Pero “Tetro” no tiene nada de eso. Cualquier parecido entre este hermano menor fascinado por su hermano mayor (también mitificado, también inalcanzable, aunque aquí bastante más cercano, casi vulgar) con la pareja de “fratelli” de la mentada “Rumble fish”, es mera coincidencia; lo que en aquella película era hondo desaliento vital, aquí es exégesis plagiaria (autoplagiaria, si quieren), variante menor de un mismo tema, sin fuerza, carisma ni interés. Así las cosas, la primera hora de proyección es bostezante, como si tras la cámara, en vez de estar el maestro de la Trilogía de “El Padrino” o de “La conversación”, estuviera un esforzado cineasta novel, recién salido de la UCLA, y cuya digestión de la filmografía coppoliana hubiera dado como resultado este a modo de regüeldo no precisamente agradable.

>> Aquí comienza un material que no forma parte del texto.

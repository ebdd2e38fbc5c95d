//! Shared HTTP adapter state.
//!
//! Handlers receive this via `web::Data` and only reach the domain services.

use std::sync::Arc;

use crate::domain::{AccountService, FavouriteLocationsService, WeatherService};

/// Dependency bundle for HTTP handlers.
#[derive(Clone)]
pub struct HttpState {
    pub weather: Arc<WeatherService>,
    pub favourites: Arc<FavouriteLocationsService>,
    pub accounts: Arc<AccountService>,
}

impl HttpState {
    pub fn new(
        weather: Arc<WeatherService>,
        favourites: Arc<FavouriteLocationsService>,
        accounts: Arc<AccountService>,
    ) -> Self {
        Self {
            weather,
            favourites,
            accounts,
        }
    }
}
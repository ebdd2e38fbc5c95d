//! Redis-backed weather cache.
//!
//! Entries are plain strings written with `SET key value PX <ms>`, so expiry
//! is handled entirely by Redis.

use async_trait::async_trait;
use bb8_redis::{RedisConnectionManager, bb8, redis};
use tracing::debug;

use crate::domain::ports::{CacheTtl, WeatherCache, WeatherCacheError, WeatherCacheKey};

/// Connection pool for Redis.
pub type RedisPool = bb8::Pool<RedisConnectionManager>;

/// [`WeatherCache`] adapter over a bb8 Redis pool.
#[derive(Clone)]
pub struct RedisWeatherCache {
    pool: RedisPool,
}

impl RedisWeatherCache {
    pub fn new(pool: RedisPool) -> Self {
        Self { pool }
    }

    /// Build a pool for `url` with at most `max_size` connections.
    ///
    /// # Errors
    ///
    /// Returns [`WeatherCacheError::Backend`] when the URL is invalid or the
    /// pool cannot be created.
    pub async fn connect(url: &str, max_size: u32) -> Result<Self, WeatherCacheError> {
        let manager = RedisConnectionManager::new(url).map_err(map_redis_error)?;
        let pool = bb8::Pool::builder()
            .max_size(max_size)
            .build(manager)
            .await
            .map_err(map_redis_error)?;
        Ok(Self::new(pool))
    }

    async fn connection(
        &self,
    ) -> Result<bb8::PooledConnection<'_, RedisConnectionManager>, WeatherCacheError> {
        self.pool
            .get()
            .await
            .map_err(|err| WeatherCacheError::backend(err.to_string()))
    }
}

#[async_trait]
impl WeatherCache for RedisWeatherCache {
    async fn get(&self, key: &WeatherCacheKey) -> Result<Option<String>, WeatherCacheError> {
        let mut conn = self.connection().await?;
        let value: Option<String> = redis::cmd("GET")
            .arg(key.as_str())
            .query_async(&mut *conn)
            .await
            .map_err(map_redis_error)?;
        Ok(value)
    }

    async fn set(
        &self,
        key: &WeatherCacheKey,
        value: &str,
        ttl: CacheTtl,
    ) -> Result<(), WeatherCacheError> {
        let mut conn = self.connection().await?;
        let (): () = redis::cmd("SET")
            .arg(key.as_str())
            .arg(value)
            .arg("PX")
            .arg(ttl.as_millis())
            .query_async(&mut *conn)
            .await
            .map_err(map_redis_error)?;
        debug!(key = %key, ttl_ms = ttl.as_millis(), "weather cache entry stored");
        Ok(())
    }
}

fn map_redis_error(err: redis::RedisError) -> WeatherCacheError {
    WeatherCacheError::backend(err.to_string())
}

#[cfg(test)]
mod tests {
    use super::*;

    #[tokio::test]
    async fn invalid_url_is_a_backend_error() {
        let result = RedisWeatherCache::connect("not a redis url", 4).await;
        assert!(matches!(result, Err(WeatherCacheError::Backend { .. })));
    }
}
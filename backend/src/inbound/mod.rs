//! Inbound adapters translating external requests into domain service calls.
//!
//! [`http`] serves the REST API and [`graphql`] the GraphQL endpoint; both
//! share one service bundle and the session cookie.

pub mod graphql;
pub mod http;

Menos mal que, como era de esperar, Coppola en algún momento se pone las pilas, y parece que la parte final, cuando van cuadrando las piezas del puzzle, empieza a interesarle, y con ello a interesarnos. Casi todo el tramo final, desde el accidente del adolescente, tiene esa fuerza que faltaba en el metraje anterior, y Coppola vuelve por donde solía, con algunas imágenes marca de la casa que recuerdan quién está al timón en este balandro de proa pesada y popa tan liviana como artística, donde el mascarón sería plúmbeo y la puente (permítanme el italianismo del artículo femenino para el término, tan hermoso) de mando sería esbelta como la Catedral de León. La síntesis, entonces, es alternante (como gusta decir el estimado colega Manuel Alcalá), y el resultado irregular.

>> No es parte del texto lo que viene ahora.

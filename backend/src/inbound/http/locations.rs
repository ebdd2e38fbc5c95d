//! Favourite location HTTP handlers.
//!
//! ```text
//! POST   /api/v1/locations
//! GET    /api/v1/locations
//! DELETE /api/v1/locations/{id}
//! ```

use actix_web::{HttpResponse, delete, get, post, web};
use serde::{Deserialize, Serialize};
use serde_json::json;
use utoipa::ToSchema;

use crate::domain::{Error, FavouriteLocation};
use crate::inbound::http::ApiResult;
use crate::inbound::http::schemas::ErrorSchema;
use crate::inbound::http::session::SessionContext;
use crate::inbound::http::state::HttpState;
use crate::inbound::http::validation::{CITY_FIELD, missing_field_error, parse_city};

/// Request payload for bookmarking a city.
#[derive(Debug, Deserialize, Serialize, ToSchema)]
pub struct AddLocationRequest {
    #[schema(example = "Lisbon")]
    pub city: Option<String>,
}

/// Confirmation body for mutations.
#[derive(Debug, Serialize, Deserialize, ToSchema)]
pub struct MessageResponse {
    pub message: String,
}

impl MessageResponse {
    fn new(message: &str) -> Self {
        Self {
            message: message.to_owned(),
        }
    }
}

fn parse_location_id(raw: &str) -> Result<i64, Error> {
    raw.parse::<i64>().map_err(|_| {
        Error::invalid_request("id must be an integer").with_details(json!({
            "field": "id",
            "value": raw,
            "code": "invalid_id",
        }))
    })
}

/// Bookmark a city for the authenticated user.
#[utoipa::path(
    post,
    path = "/api/v1/locations",
    request_body = AddLocationRequest,
    responses(
        (status = 201, description = "Location bookmarked", body = MessageResponse),
        (status = 400, description = "Invalid city", body = ErrorSchema),
        (status = 401, description = "Unauthorised", body = ErrorSchema),
        (status = 409, description = "Already bookmarked", body = ErrorSchema),
        (status = 503, description = "Favourites store unavailable", body = ErrorSchema)
    ),
    tags = ["locations"],
    operation_id = "addFavouriteLocation"
)]
#[post("/locations")]
pub async fn add_location(
    state: web::Data<HttpState>,
    session: SessionContext,
    payload: web::Json<AddLocationRequest>,
) -> ApiResult<HttpResponse> {
    let user_id = session.require_user_id()?;
    let raw = payload
        .into_inner()
        .city
        .ok_or_else(|| missing_field_error(CITY_FIELD))?;
    let city = parse_city(raw, CITY_FIELD)?;
    state.favourites.add(&user_id, &city).await?;
    Ok(HttpResponse::Created().json(MessageResponse::new(
        "Location added successfully to favorites",
    )))
}

/// List the authenticated user's favourites, newest first.
#[utoipa::path(
    get,
    path = "/api/v1/locations",
    responses(
        (status = 200, description = "Favourite locations", body = [FavouriteLocation]),
        (status = 401, description = "Unauthorised", body = ErrorSchema),
        (status = 503, description = "Favourites store unavailable", body = ErrorSchema)
    ),
    tags = ["locations"],
    operation_id = "listFavouriteLocations"
)]
#[get("/locations")]
pub async fn list_locations(
    state: web::Data<HttpState>,
    session: SessionContext,
) -> ApiResult<web::Json<Vec<FavouriteLocation>>> {
    let user_id = session.require_user_id()?;
    let locations = state.favourites.list(&user_id).await?;
    Ok(web::Json(locations))
}

/// Remove one of the authenticated user's favourites.
#[utoipa::path(
    delete,
    path = "/api/v1/locations/{id}",
    params(("id" = i64, Path, description = "Favourite location id")),
    responses(
        (status = 200, description = "Location removed", body = MessageResponse),
        (status = 400, description = "Invalid id", body = ErrorSchema),
        (status = 401, description = "Unauthorised", body = ErrorSchema),
        (status = 404, description = "Not one of the user's favourites", body = ErrorSchema)
    ),
    tags = ["locations"],
    operation_id = "deleteFavouriteLocation"
)]
#[delete("/locations/{id}")]
pub async fn delete_location(
    state: web::Data<HttpState>,
    session: SessionContext,
    id: web::Path<String>,
) -> ApiResult<web::Json<MessageResponse>> {
    let user_id = session.require_user_id()?;
    let id = parse_location_id(&id)?;
    state.favourites.remove(&user_id, id).await?;
    Ok(web::Json(MessageResponse::new("Location deleted successfully")))
}

#[cfg(test)]
#[path = "locations_tests.rs"]
mod tests;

Así las cosas, queda una especie de Coppola menor, como si el autor de “Apocalypse now” hubiera hecho un hueco en su laboriosa cata de espirituosos, en sus asuntos empresariales, para acometer este a modo de “hobby”, donde no ha puesto todos sus sentidos, sino sólo los que le ha dejado la sin duda más imperiosa tarea de ganarse el caviar nuestro de cada día. Vincent Gallo es un actor que por físico y carácter es muy apropiado para el personaje; el adolescente de apellido impronunciable (Ehrenreich, nada menos…) tiene un parecido más que notable con el jovencito Leo DiCaprio, en la época en la que se dio a conocer en “¿A quién ama Gilbert Grape?”, aunque no parece tener el talento del entonces niño prodigio, que ha madurado tan mal. Nuestra Maribel Verdú, como suele suceder cuando está bien dirigida, está notable (lástima que, cuando la dirección no está a la altura, la madrileña petardea también notablemente); en cualquier caso, la reciente concesión del Premio Nacional de Cinematografía le parece venir grande; Carmen Maura apenca con el papel más marciano del filme: ¿una crítica literaria que tiene un programa de televisión que ven millones de personas? ¿y eso, en qué planeta es? En la Tierra no, desde luego.